(Extracted entries)

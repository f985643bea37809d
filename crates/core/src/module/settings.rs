use std::collections::BTreeMap;

use serde::{Deserialize, Serialize};
use serde_json::Value;

/// Tunables of a content module, handed to every mapper and generator.
///
/// Values are plain JSON so a module's settings can be loaded from the same
/// files as the rest of the project. Accessors fall back to the supplied
/// default when a key is missing or has the wrong shape.
#[derive(Debug, Clone, Default, PartialEq, Serialize, Deserialize)]
#[serde(transparent)]
pub struct ModuleSettings {
    values: BTreeMap<String, Value>,
}

impl ModuleSettings {
    pub fn new() -> Self {
        Self::default()
    }

    pub fn with(mut self, key: impl Into<String>, value: impl Into<Value>) -> Self {
        self.set(key, value);
        self
    }

    pub fn set(&mut self, key: impl Into<String>, value: impl Into<Value>) {
        self.values.insert(key.into(), value.into());
    }

    pub fn get(&self, key: &str) -> Option<&Value> {
        self.values.get(key)
    }

    pub fn number(&self, key: &str, default: f64) -> f64 {
        self.values
            .get(key)
            .and_then(Value::as_f64)
            .filter(|v| v.is_finite())
            .unwrap_or(default)
    }

    pub fn count(&self, key: &str, default: usize) -> usize {
        self.values
            .get(key)
            .and_then(Value::as_u64)
            .map(|v| v as usize)
            .unwrap_or(default)
    }

    pub fn text<'a>(&'a self, key: &str, default: &'a str) -> &'a str {
        self.values.get(key).and_then(Value::as_str).unwrap_or(default)
    }

    pub fn flag(&self, key: &str, default: bool) -> bool {
        self.values.get(key).and_then(Value::as_bool).unwrap_or(default)
    }

    /// Overlay `other` on top of these settings, other's keys win.
    pub fn merge(&mut self, other: &ModuleSettings) {
        for (key, value) in &other.values {
            self.values.insert(key.clone(), value.clone());
        }
    }

    pub fn len(&self) -> usize {
        self.values.len()
    }

    pub fn is_empty(&self) -> bool {
        self.values.is_empty()
    }
}
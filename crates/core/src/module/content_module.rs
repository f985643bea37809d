use super::settings::ModuleSettings;
use crate::config::EngineSettings;
use crate::definition::ObjectDefinition;
use crate::engine::{MappingEngine, VisualObject};
use crate::midi::MidiBlock;

/// A named bundle of settings and object definitions, evaluated once per
/// frame.
///
/// Cloning a module clones every definition and therefore every mapper's
/// captured state, so a clone can be played back independently.
#[derive(Debug, Clone)]
pub struct ContentModule {
    name: String,
    settings: ModuleSettings,
    definitions: Vec<ObjectDefinition>,
    engine: MappingEngine,
}

impl ContentModule {
    pub fn new(name: impl Into<String>) -> Self {
        let name = name.into();
        log::debug!("Created content module '{}'", name);
        Self {
            name,
            settings: ModuleSettings::new(),
            definitions: Vec::new(),
            engine: MappingEngine::default(),
        }
    }

    pub fn with_settings(mut self, settings: ModuleSettings) -> Self {
        self.settings = settings;
        self
    }

    pub fn with_definition(mut self, definition: ObjectDefinition) -> Self {
        self.add_definition(definition);
        self
    }

    pub fn add_definition(&mut self, definition: ObjectDefinition) {
        log::debug!(
            "Module '{}': added definition '{}' ({} level(s))",
            self.name,
            definition.object_type(),
            definition.level_count()
        );
        self.definitions.push(definition);
    }

    pub fn name(&self) -> &str {
        &self.name
    }

    pub fn settings(&self) -> &ModuleSettings {
        &self.settings
    }

    pub fn settings_mut(&mut self) -> &mut ModuleSettings {
        &mut self.settings
    }

    pub fn definitions(&self) -> &[ObjectDefinition] {
        &self.definitions
    }

    pub fn engine_settings(&self) -> &EngineSettings {
        self.engine.settings()
    }

    pub fn set_engine_settings(&mut self, settings: EngineSettings) {
        self.engine.set_settings(settings);
    }

    /// Visual objects for the frame at `time_beats`.
    pub fn evaluate(
        &mut self,
        time_beats: f64,
        blocks: &[MidiBlock],
        bpm: f64,
    ) -> Vec<VisualObject> {
        self.engine
            .evaluate(&mut self.definitions, &self.settings, time_beats, blocks, bpm)
    }
}

#[cfg(test)]
mod tests {
    use super::*;
    use crate::definition::define_object;
    use crate::engine::Scale;
    use crate::midi::MidiNote;

    fn blocks() -> Vec<MidiBlock> {
        vec![MidiBlock::new("b", 0.0, 8.0, vec![MidiNote::new("n1", 0.0, 2.0, 60, 100)])]
    }

    #[test]
    fn test_module_passes_settings_to_mappers() {
        let definition = define_object("cube")
            .with_position(|_, settings| Some([settings.number("x", 0.0), 0.0, 0.0]))
            .build()
            .unwrap();
        let mut module = ContentModule::new("test")
            .with_settings(ModuleSettings::new().with("x", 4.5))
            .with_definition(definition);

        let objects = module.evaluate(1.0, &blocks(), 120.0);
        assert_eq!(objects.len(), 1);
        assert_eq!(objects[0].properties.position, [4.5, 0.0, 0.0]);

        module.settings_mut().set("x", -1.0);
        let objects = module.evaluate(1.0, &blocks(), 120.0);
        assert_eq!(objects[0].properties.position, [-1.0, 0.0, 0.0]);
    }

    #[test]
    fn test_engine_settings_control_emission() {
        let definition = define_object("cube")
            .with_scale(|_, _| Some(Scale::Uniform(1.0)))
            .with_opacity(|_, _| Some(0.05))
            .build()
            .unwrap();
        let mut module = ContentModule::new("faint").with_definition(definition);
        assert_eq!(module.evaluate(1.0, &blocks(), 120.0).len(), 1);

        module.set_engine_settings(EngineSettings {
            opacity_epsilon: 0.1,
            ..EngineSettings::default()
        });
        assert_eq!(module.engine_settings().opacity_epsilon, 0.1);
        assert!(module.evaluate(1.0, &blocks(), 120.0).is_empty());
    }

    #[test]
    fn test_empty_module_emits_nothing() {
        let mut module = ContentModule::new("empty");
        assert_eq!(module.name(), "empty");
        assert!(module.definitions().is_empty());
        assert!(module.evaluate(0.5, &blocks(), 120.0).is_empty());
    }
}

(End Extracted entries)

Exercise objective. Extract every line containing the string "MidiBlock" from the data above.

Task solution.
use crate::midi::MidiBlock;
        blocks: &[MidiBlock],
    fn blocks() -> Vec<MidiBlock> {
        vec![MidiBlock::new("b", 0.0, 8.0, vec![MidiNote::new("n1", 0.0, 2.0, 60, 100)])]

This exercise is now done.